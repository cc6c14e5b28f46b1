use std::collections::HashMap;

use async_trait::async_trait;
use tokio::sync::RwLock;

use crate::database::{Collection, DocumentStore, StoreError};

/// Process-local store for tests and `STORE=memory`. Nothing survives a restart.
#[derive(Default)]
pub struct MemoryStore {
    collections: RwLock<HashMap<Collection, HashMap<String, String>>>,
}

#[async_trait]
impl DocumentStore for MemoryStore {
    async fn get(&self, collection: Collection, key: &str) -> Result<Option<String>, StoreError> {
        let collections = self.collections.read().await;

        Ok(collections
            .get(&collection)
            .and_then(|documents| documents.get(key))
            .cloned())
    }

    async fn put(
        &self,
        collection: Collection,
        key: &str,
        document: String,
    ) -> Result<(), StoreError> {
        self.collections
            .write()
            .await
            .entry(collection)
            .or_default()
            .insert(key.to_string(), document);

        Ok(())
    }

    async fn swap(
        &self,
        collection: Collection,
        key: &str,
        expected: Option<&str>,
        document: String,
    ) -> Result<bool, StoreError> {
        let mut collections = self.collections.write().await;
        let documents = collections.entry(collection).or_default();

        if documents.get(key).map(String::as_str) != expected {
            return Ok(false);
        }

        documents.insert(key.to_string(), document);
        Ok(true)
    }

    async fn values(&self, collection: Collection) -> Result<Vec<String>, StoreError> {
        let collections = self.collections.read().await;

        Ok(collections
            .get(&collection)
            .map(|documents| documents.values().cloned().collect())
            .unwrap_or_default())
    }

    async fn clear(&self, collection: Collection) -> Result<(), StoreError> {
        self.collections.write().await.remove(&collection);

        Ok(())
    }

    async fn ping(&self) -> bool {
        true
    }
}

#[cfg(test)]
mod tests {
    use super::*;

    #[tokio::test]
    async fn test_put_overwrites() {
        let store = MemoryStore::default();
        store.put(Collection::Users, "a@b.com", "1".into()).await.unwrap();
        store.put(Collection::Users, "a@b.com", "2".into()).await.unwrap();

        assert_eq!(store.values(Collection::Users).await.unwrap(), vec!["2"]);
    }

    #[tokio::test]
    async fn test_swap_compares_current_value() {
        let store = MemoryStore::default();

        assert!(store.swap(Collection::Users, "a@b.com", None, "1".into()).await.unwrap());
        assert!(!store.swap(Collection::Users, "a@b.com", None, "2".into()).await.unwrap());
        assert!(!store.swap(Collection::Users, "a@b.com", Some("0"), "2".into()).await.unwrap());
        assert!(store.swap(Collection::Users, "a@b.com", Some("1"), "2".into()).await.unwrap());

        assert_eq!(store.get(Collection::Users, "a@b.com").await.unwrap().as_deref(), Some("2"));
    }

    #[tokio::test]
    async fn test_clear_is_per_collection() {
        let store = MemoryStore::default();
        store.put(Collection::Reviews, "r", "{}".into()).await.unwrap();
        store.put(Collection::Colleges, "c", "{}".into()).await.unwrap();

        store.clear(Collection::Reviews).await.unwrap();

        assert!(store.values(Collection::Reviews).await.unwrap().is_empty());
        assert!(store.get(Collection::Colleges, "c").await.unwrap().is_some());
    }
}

Work order: In this exercise, every line of the listing is to be output exactly.

Answer area:
repository cc6c14e5b28f46b1
use std::collections::HashMap;

use async_trait::async_trait;
use tokio::sync::RwLock;

use crate::database::{Collection, DocumentStore, StoreError};

/// Process-local store for tests and `STORE=memory`. Nothing survives a restart.
#[derive(Default)]
pub struct MemoryStore {
    collections: RwLock<HashMap<Collection, HashMap<String, String>>>,
}

#[async_trait]
impl DocumentStore for MemoryStore {
    async fn get(&self, collection: Collection, key: &str) -> Result<Option<String>, StoreError> {
        let collections = self.collections.read().await;

        Ok(collections
            .get(&collection)
            .and_then(|documents| documents.get(key))
            .cloned())
    }

    async fn put(
        &self,
        collection: Collection,
        key: &str,
        document: String,
    ) -> Result<(), StoreError> {
        self.collections
            .write()
            .await
            .entry(collection)
            .or_default()
            .insert(key.to_string(), document);

        Ok(())
    }

    async fn swap(
        &self,
        collection: Collection,
        key: &str,
        expected: Option<&str>,
        document: String,
    ) -> Result<bool, StoreError> {
        let mut collections = self.collections.write().await;
        let documents = collections.entry(collection).or_default();

        if documents.get(key).map(String::as_str) != expected {
            return Ok(false);
        }

        documents.insert(key.to_string(), document);
        Ok(true)
    }

    async fn values(&self, collection: Collection) -> Result<Vec<String>, StoreError> {
        let collections = self.collections.read().await;

        Ok(collections
            .get(&collection)
            .map(|documents| documents.values().cloned().collect())
            .unwrap_or_default())
    }

    async fn clear(&self, collection: Collection) -> Result<(), StoreError> {
        self.collections.write().await.remove(&collection);

        Ok(())
    }

    async fn ping(&self) -> bool {
        true
    }
}

#[cfg(test)]
mod tests {
    use super::*;

    #[tokio::test]
    async fn test_put_overwrites() {
        let store = MemoryStore::default();
        store.put(Collection::Users, "a@b.com", "1".into()).await.unwrap();
        store.put(Collection::Users, "a@b.com", "2".into()).await.unwrap();

        assert_eq!(store.values(Collection::Users).await.unwrap(), vec!["2"]);
    }

    #[tokio::test]
    async fn test_swap_compares_current_value() {
        let store = MemoryStore::default();

        assert!(store.swap(Collection::Users, "a@b.com", None, "1".into()).await.unwrap());
        assert!(!store.swap(Collection::Users, "a@b.com", None, "2".into()).await.unwrap());
        assert!(!store.swap(Collection::Users, "a@b.com", Some("0"), "2".into()).await.unwrap());
        assert!(store.swap(Collection::Users, "a@b.com", Some("1"), "2".into()).await.unwrap());

        assert_eq!(store.get(Collection::Users, "a@b.com").await.unwrap().as_deref(), Some("2"));
    }

    #[tokio::test]
    async fn test_clear_is_per_collection() {
        let store = MemoryStore::default();
        store.put(Collection::Reviews, "r", "{}".into()).await.unwrap();
        store.put(Collection::Colleges, "c", "{}".into()).await.unwrap();

        store.clear(Collection::Reviews).await.unwrap();

        assert!(store.values(Collection::Reviews).await.unwrap().is_empty());
        assert!(store.get(Collection::Colleges, "c").await.unwrap().is_some());
    }
}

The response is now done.